Comparative ultrastructural features of excitatory synapses in the visual and frontal cortices of the adult mouse and monkey
That the dendritic architecture of pyramidal neurons varies depending on cortical area has been known since the time of Cajal (Conel, 1941; Ramón y Cajal, 1894). Recent studies have used high resolution anatomical and electrophysiological methods to further elaborate on the structural and functional properties of individual pyramidal neurons across distinct cortical areas (Amatrudo et al., 2012; DeFelipe, Alonso‐Nanclares, & Arellano, 2002; Elston, 2000; Medalla & Luebke, 2015). In the rhesus monkey, layer 3 (L3) pyramidal neurons in the lateral prefrontal cortex (LPFC) and V1 are strikingly different in terms of both their morphological and electrophysiological properties. Structurally, the dendritic arbors of L3 pyramidal neurons in LPFC are 3–4x larger, more complex and contain ∼16x higher number of dendritic spines than those of V1 (Amatrudo et al., 2012; Elston, 2000; Gilman, Medalla, & Luebke, 2016).

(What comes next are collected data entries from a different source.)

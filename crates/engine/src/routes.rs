use std::sync::Arc;

use axum::extract::{Path, State};
use axum::http::{HeaderMap, StatusCode};
use axum::response::IntoResponse;
use axum::Json;
use metrics_exporter_prometheus::PrometheusHandle;

use mindtrace_common::api::analyze::{
    AnalyzeRequest, AnalyzeResponse, DeleteResponse, ResultsResponse, RiskLevelsResponse,
    SuggestionsResponse, TrendResponse,
};
use mindtrace_common::ids::{AnalysisId, UserId};
use mindtrace_common::MindtraceError;

use crate::analysis::AnalysisService;
use crate::inference::InferenceClient;
use crate::store::StoreClient;

/// Shared application state accessible from axum handlers.
pub struct AppState {
    pub analysis: AnalysisService,
    pub store: Arc<StoreClient>,
    pub inference: Arc<InferenceClient>,
    pub metrics_handle: PrometheusHandle,
}

/// Resolve the caller from the `x-user-id` header set by the upstream
/// session layer. The value is trusted unconditionally; auth itself lives
/// outside this service.
fn caller(headers: &HeaderMap) -> Result<UserId, (StatusCode, String)> {
    headers
        .get("x-user-id")
        .and_then(|v| v.to_str().ok())
        .and_then(|s| s.parse::<i64>().ok())
        .map(UserId::from_i64)
        .ok_or((
            StatusCode::UNAUTHORIZED,
            "missing or invalid x-user-id header".to_string(),
        ))
}

fn internal_error(detail: impl std::fmt::Display) -> (StatusCode, String) {
    tracing::error!(error = %detail, "Request failed");
    (
        StatusCode::INTERNAL_SERVER_ERROR,
        "Analysis service error. Please try again.".to_string(),
    )
}

/// POST /analyze — run one full analysis and persist the record.
pub async fn analyze_handler(
    State(state): State<Arc<AppState>>,
    headers: HeaderMap,
    Json(request): Json<AnalyzeRequest>,
) -> Result<Json<AnalyzeResponse>, (StatusCode, String)> {
    let user_id = caller(&headers)?;

    match state.analysis.analyze(user_id, &request.text).await {
        Ok(response) => Ok(Json(response)),
        Err(e) => {
            let error: MindtraceError = e.into();
            match error {
                MindtraceError::Validation(msg) => Err((StatusCode::BAD_REQUEST, msg)),
                other => {
                    if other.is_hard_dependency() {
                        metrics::counter!("analysis.errors").increment(1);
                    }
                    Err(internal_error(other))
                }
            }
        }
    }
}

/// GET /results — all of the caller's analyses, insertion order.
pub async fn results_handler(
    State(state): State<Arc<AppState>>,
    headers: HeaderMap,
) -> Result<Json<ResultsResponse>, (StatusCode, String)> {
    let user_id = caller(&headers)?;

    let analyses = state
        .store
        .list_by_user(user_id)
        .await
        .map_err(internal_error)?;

    Ok(Json(ResultsResponse {
        user_id,
        count: analyses.len(),
        analyses,
    }))
}

/// GET /risk-levels — risk history, most recent first.
pub async fn risk_levels_handler(
    State(state): State<Arc<AppState>>,
    headers: HeaderMap,
) -> Result<Json<RiskLevelsResponse>, (StatusCode, String)> {
    let user_id = caller(&headers)?;

    let risk_levels = state
        .store
        .list_risk_levels_by_user(user_id)
        .await
        .map_err(internal_error)?;

    Ok(Json(RiskLevelsResponse {
        user_id,
        count: risk_levels.len(),
        risk_levels,
    }))
}

/// GET /trend — chart-ready records ascending by timestamp.
pub async fn trend_handler(
    State(state): State<Arc<AppState>>,
    headers: HeaderMap,
) -> Result<Json<TrendResponse>, (StatusCode, String)> {
    let user_id = caller(&headers)?;

    let trend_data = state
        .store
        .list_trend_by_user(user_id)
        .await
        .map_err(internal_error)?;

    Ok(Json(TrendResponse {
        user_id,
        count: trend_data.len(),
        trend_data,
    }))
}

/// GET /suggestions — stored recommendation sets, most recent first.
pub async fn suggestions_handler(
    State(state): State<Arc<AppState>>,
    headers: HeaderMap,
) -> Result<Json<SuggestionsResponse>, (StatusCode, String)> {
    let user_id = caller(&headers)?;

    let suggestions = state
        .store
        .list_suggestions_by_user(user_id)
        .await
        .map_err(internal_error)?;

    Ok(Json(SuggestionsResponse {
        user_id,
        count: suggestions.len(),
        suggestions,
    }))
}

/// DELETE /results/{id} — administrative removal of one record.
pub async fn delete_handler(
    State(state): State<Arc<AppState>>,
    headers: HeaderMap,
    Path(id): Path<i64>,
) -> Result<Json<DeleteResponse>, (StatusCode, String)> {
    let user_id = caller(&headers)?;
    let id = AnalysisId::from_i64(id);

    let deleted = state
        .store
        .delete_by_id(user_id, id)
        .await
        .map_err(internal_error)?;

    Ok(Json(DeleteResponse { id, deleted }))
}

/// Health check endpoint: store connectivity plus classifier readiness.
pub async fn health_handler(State(state): State<Arc<AppState>>) -> impl IntoResponse {
    let store_ok = state.store.health_check().await.is_ok();
    let inference_ok = state.inference.is_ready();

    let all_healthy = store_ok && inference_ok;

    let status = if all_healthy {
        StatusCode::OK
    } else {
        StatusCode::SERVICE_UNAVAILABLE
    };

    let body = serde_json::json!({
        "status": if all_healthy { "healthy" } else { "unhealthy" },
        "services": {
            "store": if store_ok { "healthy" } else { "unhealthy" },
            "inference": if inference_ok { "healthy" } else { "unhealthy" },
        }
    });

    (status, Json(body))
}

/// Prometheus metrics endpoint.
pub async fn metrics_handler(State(state): State<Arc<AppState>>) -> String {
    state.metrics_handle.render()
}
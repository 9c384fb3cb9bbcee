pub mod recommendations;
pub mod risk;

use std::sync::Arc;

use mindtrace_common::api::analyze::{AnalyzeResponse, ExplanationBundle};
use mindtrace_common::api::explain::ExplanationKind;
use mindtrace_common::ids::UserId;
use mindtrace_common::types::{NewAnalysis, RiskTier};

use crate::explain::Explainer;
use crate::inference::{Classifier, InferenceError};
use crate::store::{AnalysisStore, StoreError};

/// Alert text, a pure projection of the risk tier. Exact wording is part of
/// the client contract.
pub const HIGH_RISK_ALERT: &str = "🚨 Alert Notification Triggered: High risk detected!";
pub const NO_ALERT: &str = "Risk is not high. No alert triggered.";

#[derive(Debug, thiserror::Error)]
pub enum AnalysisError {
    #[error("Validation error: {0}")]
    Validation(String),

    #[error("Classification failed: {0}")]
    Classification(#[from] InferenceError),

    #[error("Failed to persist analysis: {0}")]
    Persistence(#[from] StoreError),
}

impl From<AnalysisError> for mindtrace_common::MindtraceError {
    fn from(e: AnalysisError) -> Self {
        match e {
            AnalysisError::Validation(msg) => mindtrace_common::MindtraceError::Validation(msg),
            AnalysisError::Classification(e) => e.into(),
            AnalysisError::Persistence(e) => e.into(),
        }
    }
}

/// Coordinates classification, risk banding, recommendation resolution,
/// best-effort explanation and the single store write for one submission.
pub struct AnalysisService {
    classifier: Arc<dyn Classifier>,
    explainer: Arc<dyn Explainer>,
    store: Arc<dyn AnalysisStore>,
    detection_threshold: f64,
}

impl AnalysisService {
    pub fn new(
        classifier: Arc<dyn Classifier>,
        explainer: Arc<dyn Explainer>,
        store: Arc<dyn AnalysisStore>,
        detection_threshold: f64,
    ) -> Self {
        Self {
            classifier,
            explainer,
            store,
            detection_threshold,
        }
    }

    /// Run one full analysis. Exactly one store write on success, zero on
    /// any failure. Not idempotent: every call is a new journal entry.
    pub async fn analyze(
        &self,
        user_id: UserId,
        text: &str,
    ) -> Result<AnalyzeResponse, AnalysisError> {
        if text.trim().is_empty() {
            return Err(AnalysisError::Validation("text must not be empty".into()));
        }

        let start = std::time::Instant::now();

        // Join A: both classifiers together, fail-together. Either failure
        // aborts the analysis before anything is persisted.
        let (sentiment, disorder) = tokio::try_join!(
            self.classifier.classify_sentiment(text),
            self.classifier.classify_disorder(text),
        )?;

        let banded = risk::band_risk(&disorder.label, disorder.confidence, self.detection_threshold);
        let suggestions = recommendations::resolve(&banded.effective_label, banded.tier);

        let alert = if banded.tier == RiskTier::High {
            tracing::warn!(user_id = %user_id, disorder = %banded.effective_label, "High risk detected");
            HIGH_RISK_ALERT
        } else {
            NO_ALERT
        };

        // Join B: explanations together, fail-independently. Failures are
        // already captured inside the explainer; nothing here can abort.
        let (sentiment_explanation, disorder_explanation) = tokio::join!(
            self.explainer.explain(text, ExplanationKind::Sentiment),
            self.explainer.explain(text, ExplanationKind::Disorder),
        );

        let record = self
            .store
            .insert_analysis(&NewAnalysis {
                user_id,
                text: text.to_string(),
                sentiment: sentiment.label,
                sentiment_confidence: sentiment.confidence,
                disorder: banded.effective_label,
                disorder_confidence: disorder.confidence,
                risk_level: banded.tier,
                recommendations: suggestions,
            })
            .await?;

        metrics::histogram!("analysis.latency").record(start.elapsed().as_secs_f64());
        metrics::counter!("analysis.completed", "risk" => record.risk_level.as_db_str())
            .increment(1);

        Ok(AnalyzeResponse {
            id: record.id,
            user_id: record.user_id,
            text: record.text,
            sentiment: record.sentiment,
            sentiment_confidence: record.sentiment_confidence,
            disorder: record.disorder,
            disorder_confidence: record.disorder_confidence,
            risk_level: record.risk_level,
            recommendations: record.recommendations,
            timestamp: record.timestamp,
            alert: alert.to_string(),
            explanations: ExplanationBundle {
                sentiment: sentiment_explanation,
                disorder: disorder_explanation,
            },
        })
    }
}

#[cfg(test)]
mod tests {
    use super::*;

    use std::future::Future;
    use std::pin::Pin;
    use std::sync::atomic::{AtomicUsize, Ordering};

    use mindtrace_common::ids::AnalysisId;
    use mindtrace_common::types::{
        AnalysisRecord, ClassificationResult, ExplanationOutcome, ExplanationResult,
        NO_DISORDER_LABEL,
    };

    /// Classifier stub: `None` for a slot means that call fails.
    struct MockClassifier {
        sentiment: Option<ClassificationResult>,
        disorder: Option<ClassificationResult>,
    }

    impl Classifier for MockClassifier {
        fn classify_sentiment<'a>(
            &'a self,
            _text: &'a str,
        ) -> Pin<Box<dyn Future<Output = Result<ClassificationResult, InferenceError>> + Send + 'a>>
        {
            let result = self
                .sentiment
                .clone()
                .ok_or_else(|| InferenceError::Http("sentiment endpoint down".into()));
            Box::pin(async move { result })
        }

        fn classify_disorder<'a>(
            &'a self,
            _text: &'a str,
        ) -> Pin<Box<dyn Future<Output = Result<ClassificationResult, InferenceError>> + Send + 'a>>
        {
            let result = self
                .disorder
                .clone()
                .ok_or_else(|| InferenceError::Http("disorder endpoint down".into()));
            Box::pin(async move { result })
        }
    }

    struct MockExplainer {
        fail: bool,
    }

    impl Explainer for MockExplainer {
        fn explain<'a>(
            &'a self,
            _text: &'a str,
            kind: ExplanationKind,
        ) -> Pin<Box<dyn Future<Output = ExplanationOutcome> + Send + 'a>> {
            let outcome = if self.fail {
                ExplanationOutcome::Failed {
                    error: "sidecar unreachable".into(),
                }
            } else {
                ExplanationOutcome::Ready(ExplanationResult {
                    predicted_label: kind.as_str().to_string(),
                    confidence: 90.0,
                    top_features: vec![],
                })
            };
            Box::pin(async move { outcome })
        }
    }

    /// Store stub counting writes.
    struct MockStore {
        writes: AtomicUsize,
    }

    impl MockStore {
        fn new() -> Self {
            Self {
                writes: AtomicUsize::new(0),
            }
        }
    }

    impl AnalysisStore for MockStore {
        fn insert_analysis<'a>(
            &'a self,
            new: &'a NewAnalysis,
        ) -> Pin<Box<dyn Future<Output = Result<AnalysisRecord, StoreError>> + Send + 'a>>
        {
            self.writes.fetch_add(1, Ordering::SeqCst);
            let record = AnalysisRecord {
                id: AnalysisId::from_i64(1),
                user_id: new.user_id,
                text: new.text.clone(),
                sentiment: new.sentiment.clone(),
                sentiment_confidence: new.sentiment_confidence,
                disorder: new.disorder.clone(),
                disorder_confidence: new.disorder_confidence,
                risk_level: new.risk_level,
                recommendations: new.recommendations.clone(),
                timestamp: chrono::Utc::now(),
            };
            Box::pin(async move { Ok(record) })
        }
    }

    fn service(
        classifier: MockClassifier,
        explainer_fails: bool,
    ) -> (AnalysisService, Arc<MockStore>) {
        let store = Arc::new(MockStore::new());
        let svc = AnalysisService::new(
            Arc::new(classifier),
            Arc::new(MockExplainer {
                fail: explainer_fails,
            }),
            Arc::clone(&store) as Arc<dyn AnalysisStore>,
            risk::DEFAULT_DETECTION_THRESHOLD,
        );
        (svc, store)
    }

    fn positive() -> Option<ClassificationResult> {
        Some(ClassificationResult {
            label: "Positive".into(),
            confidence: 91.0,
        })
    }

    #[tokio::test]
    async fn test_empty_text_is_rejected_without_write() {
        let (svc, store) = service(
            MockClassifier {
                sentiment: positive(),
                disorder: positive(),
            },
            false,
        );

        let err = svc.analyze(UserId::from_i64(1), "   ").await.unwrap_err();
        assert!(matches!(err, AnalysisError::Validation(_)));
        assert_eq!(store.writes.load(Ordering::SeqCst), 0);
    }

    #[tokio::test]
    async fn test_classification_failure_aborts_without_write() {
        let (svc, store) = service(
            MockClassifier {
                sentiment: positive(),
                disorder: None,
            },
            false,
        );

        let err = svc
            .analyze(UserId::from_i64(1), "rough week")
            .await
            .unwrap_err();
        assert!(matches!(err, AnalysisError::Classification(_)));
        assert_eq!(store.writes.load(Ordering::SeqCst), 0);
    }

    #[tokio::test]
    async fn test_explanation_failure_does_not_block_persistence() {
        let (svc, store) = service(
            MockClassifier {
                sentiment: positive(),
                disorder: Some(ClassificationResult {
                    label: "Anxiety".into(),
                    confidence: 55.0,
                }),
            },
            true,
        );

        let response = svc
            .analyze(UserId::from_i64(7), "constant worry")
            .await
            .unwrap();

        assert_eq!(store.writes.load(Ordering::SeqCst), 1);
        assert!(matches!(
            response.explanations.sentiment,
            ExplanationOutcome::Failed { .. }
        ));
        assert!(matches!(
            response.explanations.disorder,
            ExplanationOutcome::Failed { .. }
        ));
        assert_eq!(response.risk_level, RiskTier::Moderate);
    }

    #[tokio::test]
    async fn test_high_risk_fires_alert_and_targeted_recommendations() {
        let (svc, store) = service(
            MockClassifier {
                sentiment: Some(ClassificationResult {
                    label: "Negative".into(),
                    confidence: 88.0,
                }),
                disorder: Some(ClassificationResult {
                    label: "Depression".into(),
                    confidence: 82.0,
                }),
            },
            false,
        );

        let response = svc
            .analyze(UserId::from_i64(3), "everything feels hopeless")
            .await
            .unwrap();

        assert_eq!(response.risk_level, RiskTier::High);
        assert_eq!(response.alert, HIGH_RISK_ALERT);
        assert_eq!(response.disorder, "Depression");
        assert_eq!(
            response.recommendations,
            recommendations::resolve("Depression", RiskTier::High)
        );
        assert_eq!(store.writes.load(Ordering::SeqCst), 1);
    }

    #[tokio::test]
    async fn test_below_threshold_reports_no_risk_and_fallback() {
        let (svc, _store) = service(
            MockClassifier {
                sentiment: positive(),
                disorder: Some(ClassificationResult {
                    label: "Anxiety".into(),
                    confidence: 20.0,
                }),
            },
            false,
        );

        let response = svc
            .analyze(UserId::from_i64(3), "a decent day overall")
            .await
            .unwrap();

        assert_eq!(response.risk_level, RiskTier::NoRisk);
        assert_eq!(response.disorder, NO_DISORDER_LABEL);
        assert_eq!(response.alert, NO_ALERT);
        assert_eq!(
            response.recommendations,
            vec![recommendations::FALLBACK_RECOMMENDATION.to_string()]
        );
    }
}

Functionally, LPFC neurons are less excitable and have significantly more frequent excitatory synaptic events with larger amplitude and longer decay time, compared to V1 neurons (Medalla & Luebke, 2015). To determine whether the differences in synaptic properties could be explained by differences in the excitatory synapses themselves, Medalla and Luebke (2015) assessed the ultrastructural properties of excitatory synapses in the layers 2–3 (L2–3) neuropil. Interestingly, both presynaptic boutons and postsynaptic densities of axospinous synapses were significantly larger in LPFC compared to V1. Further, there was a higher proportion of large perforated synapses in LPFC than in V1. These findings of much larger synapses in LPFC (together with the much higher density of spines) is consistent with the idea that significantly larger and more frequent synaptic currents are likely due to more numerous, larger and more powerful synapses in LPFC compared to V1.
By contrast to the highly distinctive characteristics of L3 pyramidal neurons in the monkey visual versus lateral prefrontal cortices, neurons in analogous areas of the mouse are remarkably similar both functionally and structurally (DeFelipe, 2011; DeFelipe et al.